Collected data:
::::::

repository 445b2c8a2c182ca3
use anyhow::{Context, Result};
use clap::{CommandFactory, Parser};
use colored::Colorize;
use std::path::PathBuf;
use std::process;
use std::sync::OnceLock;
use torwatch::lock::InstanceLock;
use torwatch::{WatcherContext, commands, output};

#[derive(Parser)]
#[command(
    name = "torwatch",
    version = torwatch::VERSION,
    about = "Watch torrent trackers and fetch new torrent files into a local cache",
    long_about = "Logs in to configured trackers, scans their listing pages for links \
                  matching per-tracker patterns, downloads the matched torrent files into \
                  a local cache and optionally syncs them into a watch folder."
)]
struct Cli {
    /// Run fetching
    #[arg(short = 'r', long)]
    run: bool,

    /// Sync with the download client watch folder (defaults to core.watch_folder)
    #[arg(short = 's', long, value_name = "FOLDER", num_args = 0..=1)]
    sync: Option<Option<PathBuf>>,

    /// Clean up cache (remove *.torrent and *.notify files)
    #[arg(short = 'C', long)]
    clean: bool,

    /// List supported trackers
    #[arg(short = 'l', long)]
    list_trackers: bool,

    /// Relogin (clean cookies)
    #[arg(short = 'L', long)]
    relogin: bool,

    /// Dry run: do not copy, remove or mail, only report
    #[arg(short = 'n', long)]
    dry_run: bool,

    /// Use configuration file CONFIG instead of <dir>/config.toml
    #[arg(short = 'c', long, value_name = "CONFIG")]
    config: Option<PathBuf>,

    /// Directory of config and cache (default ~/.torwatch)
    #[arg(short = 'D', long, value_name = "DIR")]
    dir: Option<PathBuf>,

    /// Quiet mode
    #[arg(short = 'q', long, conflicts_with = "verbose")]
    quiet: bool,

    /// Verbose mode (debug output)
    #[arg(short = 'v', long)]
    verbose: bool,
}

fn main() {
    if let Err(e) = run() {
        eprintln!("{} {e:#}", "Error:".red().bold());
        process::exit(1);
    }
}

fn run() -> Result<()> {
    let cli = Cli::parse();

    if !(cli.run || cli.sync.is_some() || cli.clean || cli.list_trackers) {
        Cli::command().print_help()?;
        process::exit(1);
    }

    init_tracing(cli.verbose);
    if cli.quiet || cli.list_trackers {
        output::set_verbosity(output::Verbosity::Quiet);
    } else if cli.verbose {
        output::set_verbosity(output::Verbosity::Verbose);
    }

    let ctx = WatcherContext::new(cli.dir.clone(), cli.config.clone(), cli.dry_run, cli.relogin)?;
    output::separator(Some(&format!("torwatch version {}", torwatch::VERSION)), '>');
    output::separator(Some("BEGIN"), '-');

    if cli.list_trackers {
        commands::list::execute(&ctx);
        output::separator(Some("END"), '-');
        return Ok(());
    }

    ctx.ensure_cache_dir()?;
    let Some(_lock) = InstanceLock::acquire(&ctx.lock_path())? else {
        output::error(&format!(
            "{} exists. Remove it if you`re sure another instance is not running. Exiting",
            ctx.lock_path().display()
        ));
        output::separator(Some("END"), '-');
        return Ok(());
    };
    install_hup_handler();

    let result = dispatch(&cli, &ctx);
    output::separator(Some("END"), '-');
    result
}

fn dispatch(cli: &Cli, ctx: &WatcherContext) -> Result<()> {
    if cli.clean {
        return commands::clean::execute(ctx);
    }
    if cli.run {
        commands::run::execute(ctx)?;
    }
    if let Some(folder) = &cli.sync {
        let folder = folder
            .clone()
            .or_else(|| ctx.config.core.watch_folder.clone())
            .context("no sync folder given and core.watch_folder is not configured")?;
        commands::sync::execute(ctx, &folder)?;
    }
    Ok(())
}

fn init_tracing(verbose: bool) {
    let default_filter = if verbose { "torwatch=debug" } else { "torwatch=warn" };
    let filter = tracing_subscriber::EnvFilter::try_from_default_env()
        .unwrap_or_else(|_| tracing_subscriber::EnvFilter::new(default_filter));
    tracing_subscriber::fmt()
        .with_env_filter(filter)
        .with_writer(std::io::stderr)
        .init();
}

/// Message emitted by the SIGHUP liveness trap.
static HUP_MESSAGE: OnceLock<String> = OnceLock::new();

/// Installs a SIGHUP trap that reports liveness without aborting work.
fn install_hup_handler() {
    let _ = HUP_MESSAGE.set(format!("{}: I'm working\n", process::id()));
    unsafe {
        libc::signal(libc::SIGHUP, hup_handler as libc::sighandler_t);
    }
}

extern "C" fn hup_handler(_signal: libc::c_int) {
    if let Some(message) = HUP_MESSAGE.get() {
        unsafe {
            libc::write(
                libc::STDERR_FILENO,
                message.as_ptr().cast(),
                message.len(),
            );
        }
    }
}
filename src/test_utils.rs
#[cfg(test)]
pub mod fixtures {
    use crate::fetcher::{FetchRequest, Fetcher, SessionPaths};
    use crate::notify::Mailer;
    use anyhow::{Result, bail};
    use std::cell::RefCell;
    use std::collections::VecDeque;
    use std::fs;
    use std::path::Path;

    /// A fetcher that serves scripted (page, headers) pairs in order and
    /// records every requested URL.
    pub struct ScriptedFetcher {
        responses: RefCell<VecDeque<(Vec<u8>, Vec<u8>)>>,
        pub requests: RefCell<Vec<String>>,
    }

    impl ScriptedFetcher {
        pub fn new(responses: Vec<(&[u8], &[u8])>) -> Self {
            Self {
                responses: RefCell::new(
                    responses
                        .into_iter()
                        .map(|(page, headers)| (page.to_vec(), headers.to_vec()))
                        .collect(),
                ),
                requests: RefCell::new(Vec::new()),
            }
        }

        /// Scripts the same page for every request, with empty headers.
        pub fn serving(page: &[u8], times: usize) -> Self {
            Self::new(vec![(page, b"" as &[u8]); times])
        }
    }

    impl Fetcher for ScriptedFetcher {
        fn fetch(&self, paths: &SessionPaths, req: &FetchRequest<'_>) -> Result<()> {
            self.requests.borrow_mut().push(req.url.to_string());
            let Some((page, headers)) = self.responses.borrow_mut().pop_front() else {
                bail!("no scripted response left for {}", req.url);
            };
            fs::write(&paths.page, page)?;
            fs::write(&paths.headers, headers)?;
            Ok(())
        }
    }

    /// A fetcher whose every request fails.
    pub struct FailingFetcher;

    impl Fetcher for FailingFetcher {
        fn fetch(&self, _paths: &SessionPaths, req: &FetchRequest<'_>) -> Result<()> {
            bail!("scripted failure for {}", req.url)
        }
    }

    /// A mailer that records recipients and message bodies.
    #[derive(Default)]
    pub struct RecordingMailer {
        pub sent: RefCell<Vec<(String, String)>>,
    }

    impl Mailer for RecordingMailer {
        fn send(&self, recipient: &str, message: &Path) -> Result<()> {
            let body = fs::read_to_string(message)?;
            self.sent.borrow_mut().push((recipient.to_string(), body));
            Ok(())
        }
    }
}
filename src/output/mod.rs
//! Console output formatting and verbosity control.
//!
//! Run output mimics the classic watcher log: phase separators made of
//! repeated marker characters, dimmed routine messages, bold warnings and
//! errors, and a global verbosity switch (quiet, normal, verbose).

use colored::Colorize;
use std::sync::atomic::{AtomicU8, Ordering};

/// Verbosity level for output messages.
#[derive(Debug, Clone, Copy, PartialEq, Eq)]
pub enum Verbosity {
    /// Suppress informational messages, show only warnings and errors.
    Quiet = 0,
    /// Default verbosity level, show all standard messages.
    Normal = 1,
    /// Show verbose debug messages in addition to standard output.
    Verbose = 2,
}

/// Global verbosity setting (default: Normal).
static VERBOSITY: AtomicU8 = AtomicU8::new(1);

/// Number of marker characters on each side of a separator header.
const SEPARATOR_WIDTH: usize = 10;

/// Sets the global verbosity level for all output functions.
pub fn set_verbosity(level: Verbosity) {
    VERBOSITY.store(level as u8, Ordering::Relaxed);
}

/// Gets the current global verbosity level.
pub fn get_verbosity() -> Verbosity {
    match VERBOSITY.load(Ordering::Relaxed) {
        0 => Verbosity::Quiet,
        2 => Verbosity::Verbose,
        _ => Verbosity::Normal,
    }
}

/// Prints an error message in bold red (always shown).
pub fn error(message: &str) {
    eprintln!("{}", message.red().bold());
}

/// Prints a warning message in bold yellow (always shown).
pub fn warning(message: &str) {
    eprintln!("{}", message.yellow().bold());
}

/// Prints an informational message (respects quiet mode).
pub fn info(message: &str) {
    if get_verbosity() == Verbosity::Quiet {
        return;
    }
    eprintln!("{message}");
}

/// Prints a verbose debug message (only in verbose mode).
pub fn verbose(message: &str) {
    if get_verbosity() != Verbosity::Verbose {
        return;
    }
    eprintln!("{}", message.dimmed());
}

/// Prints a phase separator line built from `ch`, optionally framing a header.
pub fn separator(header: Option<&str>, ch: char) {
    let bar: String = std::iter::repeat(ch).take(SEPARATOR_WIDTH).collect();
    match header {
        Some(h) => info(&format!("{bar} {h} {bar}")),
        None => info(&bar),
    }
}

/// Prefix for actions suppressed by dry-run mode.
#[must_use]
pub fn dry_run_prefix(dry_run: bool) -> &'static str {
    if dry_run { "Dry run. " } else { "" }
}
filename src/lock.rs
//! Single-instance lock management.
//!
//! Two watcher runs sharing one cache would fight over scratch pages and
//! cookie jars, so a run holds an advisory pid lock file in the cache
//! directory. A second instance reads the recorded pid, probes it with a
//! null signal, and declines to run while the holder is alive; a stale
//! file left by a crash is simply taken over. The lock is released when
//! dropped.

use anyhow::{Context, Result};
use fs4::fs_std::FileExt;
use std::fs::{self, File};
use std::io::Write;
use std::path::{Path, PathBuf};
use std::time::SystemTime;

/// Holds the single-instance lock for the duration of a run.
pub struct InstanceLock {
    lock_file: File,
    lock_path: PathBuf,
}

impl InstanceLock {
    /// Acquires the instance lock.
    ///
    /// Returns `Ok(None)` when another live instance holds it; the caller
    /// reports and exits gracefully.
    ///
    /// # Errors
    /// Returns an error if the lock file cannot be created or written.
    pub fn acquire(path: &Path) -> Result<Option<Self>> {
        if let Some(pid) = read_holder(path) {
            tracing::debug!(pid, "lock file exists");
            if process_alive(pid) {
                return Ok(None);
            }
            tracing::debug!(pid, "lock holder is gone, taking over stale lock");
        }

        let mut lock_file = File::create(path)
            .with_context(|| format!("Failed to create lock file: {}", path.display()))?;
        match lock_file.try_lock_exclusive() {
            Ok(true) => {}
            Ok(false) | Err(_) => return Ok(None),
        }

        writeln!(
            lock_file,
            "{}\ntime={}",
            std::process::id(),
            humantime::format_rfc3339(SystemTime::now())
        )
        .with_context(|| format!("Failed to write lock file: {}", path.display()))?;

        Ok(Some(Self {
            lock_file,
            lock_path: path.to_path_buf(),
        }))
    }
}

impl Drop for InstanceLock {
    fn drop(&mut self) {
        let _ = self.lock_file.unlock();
        if let Err(e) = fs::remove_file(&self.lock_path) {
            eprintln!(
                "Warning: Failed to remove lock file {}: {}",
                self.lock_path.display(),
                e
            );
        }
    }
}

/// Pid recorded in an existing lock file, if readable.
fn read_holder(path: &Path) -> Option<i32> {
    let content = fs::read_to_string(path).ok()?;
    let pid: i32 = content.lines().next()?.trim().parse().ok()?;
    (pid > 0).then_some(pid)
}

/// Non-destructive liveness probe: null signal delivery.
fn process_alive(pid: i32) -> bool {
    let result = unsafe { libc::kill(pid as libc::pid_t, 0) };
    if result == 0 {
        return true;
    }
    // EPERM still proves the pid exists, just under another user
    std::io::Error::last_os_error().raw_os_error() == Some(libc::EPERM)
}
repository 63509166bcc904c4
//! Chat widget flow against an in-process stub of the relay endpoint.

use std::sync::{
    Arc,
    atomic::{AtomicUsize, Ordering},
};

use axum::{Json, Router, http::StatusCode, routing::post};
use serde_json::{Value, json};

use country_data::{ChatSession, RelayClient, Sender, chat::FALLBACK_REPLY};

async fn spawn(router: Router) -> String {
    let listener = tokio::net::TcpListener::bind("127.0.0.1:0").await.unwrap();
    let addr = listener.local_addr().unwrap();
    tokio::spawn(async move {
        axum::serve(listener, router).await.unwrap();
    });
    format!("http://{addr}")
}

#[tokio::test]
async fn successful_relay_reply_becomes_a_bot_turn() {
    let router = Router::new().route(
        "/chat",
        post(|Json(body): Json<Value>| async move {
            assert_eq!(body["prompt"], json!("capital of France"));
            Json(json!({ "response": "Paris" }))
        }),
    );
    let relay = RelayClient::new(&spawn(router).await, Some(5)).unwrap();

    let mut session = ChatSession::new();
    assert!(session.send("capital of France", &relay).await);

    let turns: Vec<_> = session.transcript().turns().collect();
    assert_eq!(turns.len(), 2);
    assert_eq!(turns[0].sender, Sender::User);
    assert_eq!(turns[0].text, "capital of France");
    assert_eq!(turns[1].sender, Sender::Bot);
    assert_eq!(turns[1].text, "Paris");
}

#[tokio::test]
async fn relay_failure_appends_the_fixed_fallback_reply() {
    let router = Router::new().route(
        "/chat",
        post(|| async {
            (
                StatusCode::INTERNAL_SERVER_ERROR,
                Json(json!({ "error": "provider failure" })),
            )
        }),
    );
    let relay = RelayClient::new(&spawn(router).await, Some(5)).unwrap();

    let mut session = ChatSession::new();
    assert!(session.send("capital of France", &relay).await);

    let turns: Vec<_> = session.transcript().turns().collect();
    assert_eq!(turns.len(), 2);
    assert_eq!(turns[1].sender, Sender::Bot);
    assert_eq!(turns[1].text, FALLBACK_REPLY);
}

#[tokio::test]
async fn blank_input_is_ignored_without_a_relay_call() {
    let calls = Arc::new(AtomicUsize::new(0));
    let counter = calls.clone();
    let router = Router::new().route(
        "/chat",
        post(move || {
            let counter = counter.clone();
            async move {
                counter.fetch_add(1, Ordering::SeqCst);
                Json(json!({ "response": "unreachable" }))
            }
        }),
    );
    let relay = RelayClient::new(&spawn(router).await, Some(5)).unwrap();

    let mut session = ChatSession::new();
    assert!(!session.send("   ", &relay).await);

    assert!(session.transcript().is_empty());
    assert_eq!(calls.load(Ordering::SeqCst), 0);
}

#[tokio::test]
async fn garbled_relay_body_also_falls_back() {
    let router = Router::new().route(
        "/chat",
        post(|| async { Json(json!({ "unexpected": true })) }),
    );
    let relay = RelayClient::new(&spawn(router).await, Some(5)).unwrap();

    let mut session = ChatSession::new();
    session.send("hello", &relay).await;

    let turns: Vec<_> = session.transcript().turns().collect();
    assert_eq!(turns[1].text, FALLBACK_REPLY);
}
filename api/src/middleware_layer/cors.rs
//! Permissive CORS for the relay: any origin may call it.
//!
//! Preflight `OPTIONS` requests are answered here with `204` before they
//! reach routing; every other response gets the allow headers stamped on
//! the way out.

use axum::{
    body::Body,
    http::{HeaderMap, HeaderValue, Method, Request, StatusCode, header},
    middleware::Next,
    response::Response,
};

pub async fn permissive_cors(req: Request<Body>, next: Next) -> Response {
    if req.method() == Method::OPTIONS {
        let mut res = Response::new(Body::empty());
        *res.status_mut() = StatusCode::NO_CONTENT;
        allow_headers(res.headers_mut());
        return res;
    }

    let mut res = next.run(req).await;
    allow_headers(res.headers_mut());
    res
}

fn allow_headers(headers: &mut HeaderMap) {
    headers.insert(
        header::ACCESS_CONTROL_ALLOW_ORIGIN,
        HeaderValue::from_static("*"),
    );
    headers.insert(
        header::ACCESS_CONTROL_ALLOW_METHODS,
        HeaderValue::from_static("POST, OPTIONS"),
    );
    headers.insert(
        header::ACCESS_CONTROL_ALLOW_HEADERS,
        HeaderValue::from_static("content-type"),
    );
}
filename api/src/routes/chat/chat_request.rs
use serde::{Deserialize, Serialize};

/// Request payload for /chat.
#[derive(Debug, Deserialize)]
pub struct ChatRequest {
    /// Free-text prompt, forwarded verbatim to the provider. Non-emptiness
    /// is the caller's contract; the relay does not validate it.
    pub prompt: String,
}

/// Response payload for /chat.
#[derive(Debug, Serialize)]
pub struct ChatResponse {
    /// Full text of the first completion.
    pub response: String,
}
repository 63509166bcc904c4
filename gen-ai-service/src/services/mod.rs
pub mod gemini_service;
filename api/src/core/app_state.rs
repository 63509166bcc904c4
use gen_ai_service::{GenAiConfig, GeminiService, GenerateText};

use crate::error_handler::AppError;

/// Shared state for all HTTP handlers, generic over the provider so tests
/// can swap in a stub.
pub struct AppState<G: GenerateText> {
    /// The generative-model service every `/chat` call goes through.
    pub gen_ai: G,
}

impl AppState<GeminiService> {
    /// Builds the production state from environment variables
    /// (`GEMINI_API_KEY` and friends; see `gen-ai-service`).
    pub fn from_env() -> Result<Self, AppError> {
        let cfg = GenAiConfig::from_env()?;
        Ok(Self {
            gen_ai: GeminiService::new(cfg)?,
        })
    }
}

impl<G: GenerateText> AppState<G> {
    /// State over an arbitrary provider; used by tests.
    pub fn with_provider(gen_ai: G) -> Self {
        Self { gen_ai }
    }
}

::::::

What this task involves:
Find all lines holding the word "display" in the records above and copy them.

Task response:
            ctx.lock_path().display()
            .with_context(|| format!("Failed to create lock file: {}", path.display()))?;
        .with_context(|| format!("Failed to write lock file: {}", path.display()))?;
                self.lock_path.display(),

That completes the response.